Dr. Cynthia Telles Explains How Community Health Needs Have Never Been Higher Than During The COVID-19 Pandemic
LOS ANGELES, CA / ACCESSWIRE / September 28, 2020 / The COVID-19 pandemic not only harms those millions of people who have been infected, but it also has caused significant harm to the health of our communities. The pandemic has clearly shown once again that communities of color are disproportionately affected by social determinants, correlated with inequities and disparities in access to health care and health outcomes. These include lack of financial and educational opportunities, poverty, homelessness, and food insecurity, to name a few.
As Community Health Committee chair for the Kaiser Foundation Health Plan and Hospitals boards of directors, Dr. Cynthia Telles weighs in on the impact that COVID-19 has had on different communities: "The convergence of health and economic crises caused by the pandemic is widening the disparities due to race and economic status. As healthcare providers, we must work harder to bridge these gaps."
As part of its commitment to creating economic opportunity for communities of color and addressing the systemic and structural economic disadvantages they face, Kaiser Permanente awarded a grant to Initiative for a Competitive Inner City. ICIC was founded in 1994 in the wake of the 1992 riots in Los Angeles following the Rodney King verdict by Harvard Business School professor Michael E. Porter. Since then, ICIC's principal goal has been narrowing the racial wealth gap in America by creating sustainable small business ecosystems in our most economically vulnerable communities.

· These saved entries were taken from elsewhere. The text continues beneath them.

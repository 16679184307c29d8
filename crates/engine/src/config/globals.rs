// SPDX-License-Identifier: BUSL-1.1
// Copyright (c) 2026 Alfred Jean LLC

//! `globals.conf.json` document: a flat string/number object served through
//! three typed views (string, integer, raw), with built-in defaults for a
//! small set of well-known keys.

use std::collections::HashMap;

use serde_json::Value;

/// Well-known keys with built-in defaults, consulted only on a cache-miss
/// of the loaded document — a loaded value always wins.
const WELL_KNOWN_INT_DEFAULTS: &[(&str, i64)] = &[
    ("MIN_PERIODIC_LOG_PERIOD_SECS", 15),
    ("MAX_SEQ_TIMEOUT_SECS", 120),
    ("ENGINE_HB_INTERVAL_SECS", 10),
];

#[derive(Debug, Clone, Default)]
pub struct Globals {
    values: HashMap<String, Value>,
}

impl Globals {
    pub(super) fn from_map(values: HashMap<String, Value>) -> Self {
        Self { values }
    }

    /// String view. Missing keys return `""` (no well-known string
    /// defaults exist today).
    pub fn get_str(&self, key: &str) -> String {
        match self.values.get(key) {
            Some(Value::String(s)) => s.clone(),
            Some(other) => other.to_string(),
            None => String::new(),
        }
    }

    /// Integer view. Tolerates a JSON number or a decimal string, since
    /// some of these documents are hand-edited. Falls back to the
    /// well-known-key default table, then to `0`.
    pub fn get_int(&self, key: &str) -> i64 {
        match self.values.get(key) {
            Some(Value::Number(n)) => n.as_i64().unwrap_or(0),
            Some(Value::String(s)) => s.parse().unwrap_or_else(|_| Self::default_int(key)),
            Some(_) | None => Self::default_int(key),
        }
    }

    fn default_int(key: &str) -> i64 {
        WELL_KNOWN_INT_DEFAULTS
            .iter()
            .find(|(k, _)| *k == key)
            .map(|(_, v)| *v)
            .unwrap_or(0)
    }

    /// Raw JSON value view, with no default substitution.
    pub fn get_raw(&self, key: &str) -> Option<&Value> {
        self.values.get(key)
    }
}

#[cfg(test)]
#[path = "globals_tests.rs"]
mod tests;
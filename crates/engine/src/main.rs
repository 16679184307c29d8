// SPDX-License-Identifier: BUSL-1.1
// Copyright (c) 2026 Alfred Jean LLC

use clap::Parser;
use tracing::error;

use lom_engine::run::Config;

#[tokio::main]
async fn main() {
    let config = Config::parse();

    match lom_engine::run::run(config).await {
        Ok(()) => std::process::exit(0),
        Err(e) => {
            error!("fatal: {e:#}");
            std::process::exit(1);
        }
    }
}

This contribution is part of the more than $28 million in grants Kaiser Permanente has awarded in the first half of the year, as part of its ongoing commitment to improve health in the communities it serves. Many of these grants are designed to specifically address community health needs that have surfaced or been magnified during the pandemic.
"Kaiser Permanente recognized the need to support broad-based relief at the outset of the COVID-19 outbreak," said Dr. Cynthia Telles. "As the situation continues to evolve, we will maintain our commitments to supporting these efforts, preparing for the recovery period following this pandemic, and bolstering resiliency in impacted communities."

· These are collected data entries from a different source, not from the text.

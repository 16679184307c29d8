// SPDX-License-Identifier: BUSL-1.1
// Copyright (c) 2026 Alfred Jean LLC

//! Sequence orchestrator (C5): drives a `SequenceInstance` through its
//! binding from the anchor's first positive detection to a terminal state,
//! enforcing per-step and per-sequence timeouts and the contended-action
//! partial-failure boundary. Owned exclusively by the request-handler
//! worker (C6), same single-writer discipline as [`crate::registry::Registry`].

mod publish;
mod sequence;

pub use publish::{LoggingPublishSink, PublishSink};
pub use sequence::{SequenceInstance, SequenceState};

use std::collections::HashMap;
use std::sync::Arc;
use std::time::Duration;

use tokio::sync::mpsc;

use crate::config::ConfigManager;
use crate::error::ErrorCode;
use crate::registry::Registry;
use crate::support::{TimerWheel, UuidGen};
use crate::transport::messages::{ActionRequestData, ActionResponseData, ServerRequestData};

/// Events a timer callback posts back onto the C6 worker's channel instead
/// of touching orchestrator state directly from its own transient task.
#[derive(Debug, Clone)]
pub enum TimerEvent {
    StepTimeout { anomaly_instance_id: String, step_index: usize },
    SequenceTimeout { anomaly_instance_id: String },
}

pub struct Orchestrator {
    config: Arc<ConfigManager>,
    uuid_gen: Arc<dyn UuidGen>,
    publish_sink: Arc<dyn PublishSink>,
    timers: TimerWheel,
    timer_tx: mpsc::UnboundedSender<TimerEvent>,
    sequences: HashMap<String, SequenceInstance>,
    /// Non-anchor action name -> anomaly-instance-id of the sequence
    /// currently holding it.
    contended: HashMap<String, String>,
}

impl Orchestrator {
    pub fn new(
        config: Arc<ConfigManager>,
        uuid_gen: Arc<dyn UuidGen>,
        publish_sink: Arc<dyn PublishSink>,
        timers: TimerWheel,
        timer_tx: mpsc::UnboundedSender<TimerEvent>,
    ) -> Self {
        Self {
            config,
            uuid_gen,
            publish_sink,
            timers,
            timer_tx,
            sequences: HashMap::new(),
            contended: HashMap::new(),
        }
    }

    pub fn active_sequence_count(&self) -> usize {
        self.sequences.len()
    }

    fn publish_event(&self, resp: &ActionResponseData, state: &str) {
        self.publish_sink.publish(publish::encode(resp, state));
    }

    fn max_seq_timeout(&self) -> Duration {
        let secs = self.config.globals().get_int("MAX_SEQ_TIMEOUT_SECS").max(0) as u64;
        Duration::from_secs(secs)
    }

    /// Entry point, called by C6 after a successful `SendServerResponse`.
    pub fn process_response(&mut self, registry: &mut Registry, resp: ActionResponseData) {
        if resp.is_anchor() && !self.sequences.contains_key(&resp.anomaly_instance_id) {
            self.process_anchor_response(registry, resp);
            return;
        }

        let Some(instance) = self.sequences.get_mut(&resp.anomaly_instance_id) else {
            tracing::debug!(action = %resp.action, anomaly_instance_id = %resp.anomaly_instance_id, "late response for unknown sequence discarded");
            return;
        };
        if instance.state != SequenceState::Running {
            return;
        }
        let expected_index = instance.current_index;
        if instance.actions.get(expected_index).map(|a| a.name.as_str()) != Some(resp.action.as_str()) {
            tracing::debug!(action = %resp.action, "response for a non-current step discarded");
            return;
        }

        if let Some(handle) = instance.step_timer.take() {
            handle.disable();
        }
        instance.context.push(resp.clone());

        if resp.result_code != 0 {
            instance.state = SequenceState::Failed;
            self.publish_event(&resp, "complete");
            self.finish_sequence(registry, &resp.anomaly_instance_id);
            return;
        }

        if expected_index > 0 {
            self.release_contention(&resp.action, &resp.anomaly_instance_id);
        }
        instance.current_index += 1;

        if instance.current_index == instance.actions.len() {
            instance.state = SequenceState::Completed;
            let anchor_resp = instance.context[0].clone();
            self.publish_event(&anchor_resp, "complete");
            self.finish_sequence(registry, &resp.anomaly_instance_id);
        } else {
            self.dispatch_step(registry, &resp.anomaly_instance_id);
        }
    }

    fn process_anchor_response(&mut self, registry: &mut Registry, resp: ActionResponseData) {
        let binding = match self.config.get_sequence(&resp.action) {
            Ok(b) => b.clone(),
            Err(_) => {
                tracing::warn!(action = %resp.action, "anchor response has no configured binding");
                return;
            }
        };

        if resp.result_code != 0 {
            self.publish_event(&resp, "complete");
            return;
        }

        let mut instance =
            SequenceInstance::new(resp.anomaly_instance_id.clone(), &binding, resp.anomaly_key.clone());
        instance.context.push(resp.clone());
        // The anchor (index 0) has already run; the next step to dispatch is index 1.
        instance.current_index = 1;
        self.publish_event(&resp, "init");

        let seq_timeout = binding.timeout.min(self.max_seq_timeout());
        let id = instance.anomaly_instance_id.clone();
        let tx = self.timer_tx.clone();
        let handle = self.timers.add_one_shot(seq_timeout, move || {
            let _ = tx.send(TimerEvent::SequenceTimeout { anomaly_instance_id: id });
        });
        instance.sequence_timer = Some(handle);

        if instance.current_index == instance.actions.len() {
            instance.state = SequenceState::Completed;
            self.sequences.insert(instance.anomaly_instance_id.clone(), instance);
            self.publish_event(&resp, "complete");
            self.finish_sequence(registry, &resp.anomaly_instance_id);
            return;
        }

        self.sequences.insert(instance.anomaly_instance_id.clone(), instance);
        self.dispatch_step(registry, &resp.anomaly_instance_id);
    }

    fn dispatch_step(&mut self, registry: &mut Registry, anomaly_instance_id: &str) {
        let Some(instance) = self.sequences.get_mut(anomaly_instance_id) else { return };
        let index = instance.current_index;
        let Some(step) = instance.actions.get(index).cloned() else { return };

        if index > 0 && !self.acquire_contention(&step.name, anomaly_instance_id) {
            self.fail_step(registry, anomaly_instance_id, ErrorCode::ActionActive, &step.name);
            return;
        }
        if index > 0 {
            if let Some(instance) = self.sequences.get_mut(anomaly_instance_id) {
                instance.held_action = Some(step.name.clone());
            }
        }

        let Some(owner) = registry.owner_of(&step.name).map(str::to_owned) else {
            self.fail_step(registry, anomaly_instance_id, ErrorCode::ActionNotRegistered, &step.name);
            return;
        };

        let timeout = step
            .timeout_override
            .or_else(|| registry.action_timeout(&step.name))
            .unwrap_or(Duration::from_secs(0));

        let Some(instance) = self.sequences.get_mut(anomaly_instance_id) else { return };
        let request = ActionRequestData {
            action: step.name.clone(),
            instance_id: self.uuid_gen.new_uuid(),
            anomaly_instance_id: anomaly_instance_id.to_owned(),
            anomaly_key: instance.anchor_key.clone(),
            timeout,
            context: instance.context.clone(),
        };

        let id = anomaly_instance_id.to_owned();
        let tx = self.timer_tx.clone();
        let handle = self.timers.add_one_shot(timeout, move || {
            let _ = tx.send(TimerEvent::StepTimeout { anomaly_instance_id: id, step_index: index });
        });
        instance.step_timer = Some(handle);

        registry.dispatch(&owner, ServerRequestData::Action(request));
    }

    /// Synthesizes a failing response for the current step of `anomaly_instance_id`
    /// with `code`, records it, and finishes the sequence.
    fn fail_step(
        &mut self,
        registry: &mut Registry,
        anomaly_instance_id: &str,
        code: ErrorCode,
        action_name: &str,
    ) {
        let Some(instance) = self.sequences.get_mut(anomaly_instance_id) else { return };
        let synthesized = ActionResponseData {
            action: action_name.to_owned(),
            instance_id: self.uuid_gen.new_uuid(),
            anomaly_instance_id: anomaly_instance_id.to_owned(),
            anomaly_key: instance.anchor_key.clone(),
            response_string: String::new(),
            result_code: code.code(),
            result_string: code.message().to_owned(),
        };
        instance.context.push(synthesized.clone());
        instance.state = SequenceState::Failed;
        self.publish_event(&synthesized, "complete");
        self.finish_sequence(registry, anomaly_instance_id);
    }

    pub fn handle_step_timeout(&mut self, registry: &mut Registry, anomaly_instance_id: &str, step_index: usize) {
        let Some(instance) = self.sequences.get(anomaly_instance_id) else { return };
        if instance.state != SequenceState::Running || instance.current_index != step_index {
            return;
        }
        let action_name = instance.actions[step_index].name.clone();
        self.fail_step(registry, anomaly_instance_id, ErrorCode::ReqTimeout, &action_name);
    }

    pub fn handle_sequence_timeout(&mut self, registry: &mut Registry, anomaly_instance_id: &str) {
        let Some(instance) = self.sequences.get_mut(anomaly_instance_id) else { return };
        if instance.state != SequenceState::Running {
            return;
        }
        let index = instance.current_index;
        let action_name = instance.actions[index].name.clone();
        let synthesized = ActionResponseData {
            action: action_name,
            instance_id: self.uuid_gen.new_uuid(),
            anomaly_instance_id: anomaly_instance_id.to_owned(),
            anomaly_key: instance.anchor_key.clone(),
            response_string: String::new(),
            result_code: ErrorCode::SequenceTimeout.code(),
            result_string: ErrorCode::SequenceTimeout.message().to_owned(),
        };
        instance.context.push(synthesized.clone());
        instance.state = SequenceState::TimedOut;
        self.publish_event(&synthesized, "complete");
        self.finish_sequence(registry, anomaly_instance_id);
    }

    /// Called when C4 deregisters an action; fails the sequence for which
    /// it is the current pending step, if any.
    pub fn notify_action_deregistered(&mut self, registry: &mut Registry, action_name: &str) {
        let target = self.sequences.iter().find_map(|(id, instance)| {
            (instance.state == SequenceState::Running && instance.current_action() == Some(action_name))
                .then(|| id.clone())
        });
        if let Some(id) = target {
            self.fail_step(registry, &id, ErrorCode::ActionDeregistered, action_name);
        }
    }

    fn finish_sequence(&mut self, registry: &mut Registry, anomaly_instance_id: &str) {
        let Some(instance) = self.sequences.remove(anomaly_instance_id) else { return };
        if let Some(handle) = instance.step_timer {
            handle.disable();
        }
        if let Some(handle) = instance.sequence_timer {
            handle.disable();
        }
        if let Some(action) = instance.held_action {
            self.release_contention(&action, anomaly_instance_id);
        }

        if let Some(owner) = registry.owner_of(&instance.anchor_action).map(str::to_owned) {
            let timeout = registry.action_timeout(&instance.anchor_action).unwrap_or(Duration::from_secs(0));
            let fresh_id = self.uuid_gen.new_uuid();
            let bootstrap = ActionRequestData {
                action: instance.anchor_action,
                instance_id: fresh_id.clone(),
                anomaly_instance_id: fresh_id,
                anomaly_key: String::new(),
                timeout,
                context: Vec::new(),
            };
            registry.dispatch(&owner, ServerRequestData::Action(bootstrap));
        }
    }

    fn acquire_contention(&mut self, action_name: &str, anomaly_instance_id: &str) -> bool {
        match self.contended.get(action_name) {
            Some(holder) if holder != anomaly_instance_id => false,
            _ => {
                self.contended.insert(action_name.to_owned(), anomaly_instance_id.to_owned());
                true
            }
        }
    }

    fn release_contention(&mut self, action_name: &str, anomaly_instance_id: &str) {
        if self.contended.get(action_name).map(|h| h.as_str()) == Some(anomaly_instance_id) {
            self.contended.remove(action_name);
        }
    }
}

#[cfg(test)]
#[path = "mod_tests.rs"]
mod tests;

Kaiser Permanente's funding will help expand ICIC's Inner City Capital Connections program to help businesses survive, recover, and grow by providing access to capital as well as business and management education. The program will be launched initially in 4 cities Kaiser Permanente serves and involves recruiting up to 75 local, under-resourced entrepreneurs in order to build their capacity to access capital and achieve sustainable growth in revenue and employment. The ICIC will look to expand this program to more cities in the coming months.
Kaiser Permanente has awarded additional grants this year to meet these needs, including:
A grant to the CDC Foundation to strengthen the country's COVID-19 public health infrastructure and response systems
A contribution to the National Health Care for the Homeless Council to support implementation of enhanced COVID-19 infection control procedures and work with community partners to mitigate the spread of the virus across the continuum of care
In addition to the $28 million in community health grants in the first half of the year, Kaiser Permanente has committed $63 million to support contact tracing in California in order to slow the spread of COVID-19.